Johannesburg in Sud africa

Gli episodi di antisemitismo si sono ridotti al minimo in Sudafrica

Mondo

di Ilaria Ester Ramazzotti
In Sud Africa gli episodi e gli atti di antisemitismo si sono recentemente ridotti fino a toccare il minimo degli ultimi 15 anni. Lo rivela un’indagine raccolta dal South African Jewish Board of Deputies.

Secondo l’indagine, nel 2019 si sono verificati 36 episodi antisemiti, mentre nel 2018 se ne erano contati 62, e solo uno degli episodi è consistito in un attacco fisico. Non si sono inoltre verificati casi di danni o profanazioni a proprietà e luoghi ebraici.

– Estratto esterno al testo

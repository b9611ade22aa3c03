//! Pixel buffers and codec I/O.
//!
//! Samples are 8-bit and interleaved (`channels` per pixel, row-major). The
//! borrowed [`ImageU8`] view is what the projector reads; the owned
//! [`PixelBuffer`] is what it produces and what the codec reads and writes.

pub mod buffer;
pub mod io;
pub mod traits;
pub mod u8;

pub use self::buffer::PixelBuffer;
pub use self::traits::{ImageView, ImageViewMut};
pub use self::u8::ImageU8;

 “Possiamo essere orgogliosi del fatto che in un momento in cui gli attacchi contro gli ebrei stanno crescendo, sia in numero che in gravità, il nostro Paese ha costantemente invertito la tendenza – ha detto Shaun Zagnoe, presidente del South African Jewish Board of Deputies -. Di conseguenza, il Sudafrica continua a essere un Paese con cui gli ebrei possono identificarsi e dove possono praticare pienamente la loro religione, senza paura”. Lo ha riportato il Jerusalem Post.

In Sud Africa vivono circa 75 mila ebrei, per la maggior parte a Johannesburg.